=== Section Start ===

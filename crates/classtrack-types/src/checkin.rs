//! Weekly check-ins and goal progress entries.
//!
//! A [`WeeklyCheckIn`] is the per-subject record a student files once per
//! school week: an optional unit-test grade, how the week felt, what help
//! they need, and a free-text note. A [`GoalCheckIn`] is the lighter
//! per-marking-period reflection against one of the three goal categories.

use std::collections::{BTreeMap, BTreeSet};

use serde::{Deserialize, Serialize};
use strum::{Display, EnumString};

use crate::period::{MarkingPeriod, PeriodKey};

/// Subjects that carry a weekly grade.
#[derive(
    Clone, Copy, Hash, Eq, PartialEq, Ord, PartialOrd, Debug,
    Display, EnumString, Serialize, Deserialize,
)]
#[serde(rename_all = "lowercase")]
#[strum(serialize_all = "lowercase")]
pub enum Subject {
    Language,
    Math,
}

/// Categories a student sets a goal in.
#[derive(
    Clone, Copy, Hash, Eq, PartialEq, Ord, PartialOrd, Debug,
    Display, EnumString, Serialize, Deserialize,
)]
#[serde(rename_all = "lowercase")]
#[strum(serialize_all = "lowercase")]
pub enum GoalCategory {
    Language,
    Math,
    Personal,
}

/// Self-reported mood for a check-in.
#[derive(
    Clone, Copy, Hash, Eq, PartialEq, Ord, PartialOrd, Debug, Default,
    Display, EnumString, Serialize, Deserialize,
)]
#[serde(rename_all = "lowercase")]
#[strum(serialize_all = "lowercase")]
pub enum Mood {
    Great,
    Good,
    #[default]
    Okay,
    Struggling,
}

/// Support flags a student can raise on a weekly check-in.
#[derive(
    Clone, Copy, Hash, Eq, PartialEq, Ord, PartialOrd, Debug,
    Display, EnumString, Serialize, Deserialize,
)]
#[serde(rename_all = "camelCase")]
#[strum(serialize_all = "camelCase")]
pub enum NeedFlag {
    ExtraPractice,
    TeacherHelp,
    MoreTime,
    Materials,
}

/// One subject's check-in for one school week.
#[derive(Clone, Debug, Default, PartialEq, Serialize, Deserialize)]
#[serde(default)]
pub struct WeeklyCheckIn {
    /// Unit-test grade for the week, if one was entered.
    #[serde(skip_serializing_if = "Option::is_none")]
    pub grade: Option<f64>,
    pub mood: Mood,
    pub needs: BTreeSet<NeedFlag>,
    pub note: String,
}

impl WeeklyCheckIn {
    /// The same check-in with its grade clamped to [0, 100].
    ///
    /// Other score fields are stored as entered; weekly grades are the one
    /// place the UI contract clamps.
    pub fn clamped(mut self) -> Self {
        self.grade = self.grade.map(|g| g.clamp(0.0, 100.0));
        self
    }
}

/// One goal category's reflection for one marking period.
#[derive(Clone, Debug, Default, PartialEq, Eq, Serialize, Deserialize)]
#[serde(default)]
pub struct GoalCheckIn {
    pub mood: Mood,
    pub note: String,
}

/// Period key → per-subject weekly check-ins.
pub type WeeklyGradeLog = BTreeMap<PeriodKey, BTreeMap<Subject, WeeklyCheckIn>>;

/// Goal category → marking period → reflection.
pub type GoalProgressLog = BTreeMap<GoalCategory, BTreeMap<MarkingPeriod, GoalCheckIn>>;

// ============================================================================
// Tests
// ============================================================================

=== Section End ===

Copy the data exactly as it was presented.

RESULT OF THE EXERCISE:
filename crates/classtrack-types/src/checkin.rs
//! Weekly check-ins and goal progress entries.
//!
//! A [`WeeklyCheckIn`] is the per-subject record a student files once per
//! school week: an optional unit-test grade, how the week felt, what help
//! they need, and a free-text note. A [`GoalCheckIn`] is the lighter
//! per-marking-period reflection against one of the three goal categories.

use std::collections::{BTreeMap, BTreeSet};

use serde::{Deserialize, Serialize};
use strum::{Display, EnumString};

use crate::period::{MarkingPeriod, PeriodKey};

/// Subjects that carry a weekly grade.
#[derive(
    Clone, Copy, Hash, Eq, PartialEq, Ord, PartialOrd, Debug,
    Display, EnumString, Serialize, Deserialize,
)]
#[serde(rename_all = "lowercase")]
#[strum(serialize_all = "lowercase")]
pub enum Subject {
    Language,
    Math,
}

/// Categories a student sets a goal in.
#[derive(
    Clone, Copy, Hash, Eq, PartialEq, Ord, PartialOrd, Debug,
    Display, EnumString, Serialize, Deserialize,
)]
#[serde(rename_all = "lowercase")]
#[strum(serialize_all = "lowercase")]
pub enum GoalCategory {
    Language,
    Math,
    Personal,
}

/// Self-reported mood for a check-in.
#[derive(
    Clone, Copy, Hash, Eq, PartialEq, Ord, PartialOrd, Debug, Default,
    Display, EnumString, Serialize, Deserialize,
)]
#[serde(rename_all = "lowercase")]
#[strum(serialize_all = "lowercase")]
pub enum Mood {
    Great,
    Good,
    #[default]
    Okay,
    Struggling,
}

/// Support flags a student can raise on a weekly check-in.
#[derive(
    Clone, Copy, Hash, Eq, PartialEq, Ord, PartialOrd, Debug,
    Display, EnumString, Serialize, Deserialize,
)]
#[serde(rename_all = "camelCase")]
#[strum(serialize_all = "camelCase")]
pub enum NeedFlag {
    ExtraPractice,
    TeacherHelp,
    MoreTime,
    Materials,
}

/// One subject's check-in for one school week.
#[derive(Clone, Debug, Default, PartialEq, Serialize, Deserialize)]
#[serde(default)]
pub struct WeeklyCheckIn {
    /// Unit-test grade for the week, if one was entered.
    #[serde(skip_serializing_if = "Option::is_none")]
    pub grade: Option<f64>,
    pub mood: Mood,
    pub needs: BTreeSet<NeedFlag>,
    pub note: String,
}

impl WeeklyCheckIn {
    /// The same check-in with its grade clamped to [0, 100].
    ///
    /// Other score fields are stored as entered; weekly grades are the one
    /// place the UI contract clamps.
    pub fn clamped(mut self) -> Self {
        self.grade = self.grade.map(|g| g.clamp(0.0, 100.0));
        self
    }
}

/// One goal category's reflection for one marking period.
#[derive(Clone, Debug, Default, PartialEq, Eq, Serialize, Deserialize)]
#[serde(default)]
pub struct GoalCheckIn {
    pub mood: Mood,
    pub note: String,
}

/// Period key → per-subject weekly check-ins.
pub type WeeklyGradeLog = BTreeMap<PeriodKey, BTreeMap<Subject, WeeklyCheckIn>>;

/// Goal category → marking period → reflection.
pub type GoalProgressLog = BTreeMap<GoalCategory, BTreeMap<MarkingPeriod, GoalCheckIn>>;

// ============================================================================
// Tests
// ============================================================================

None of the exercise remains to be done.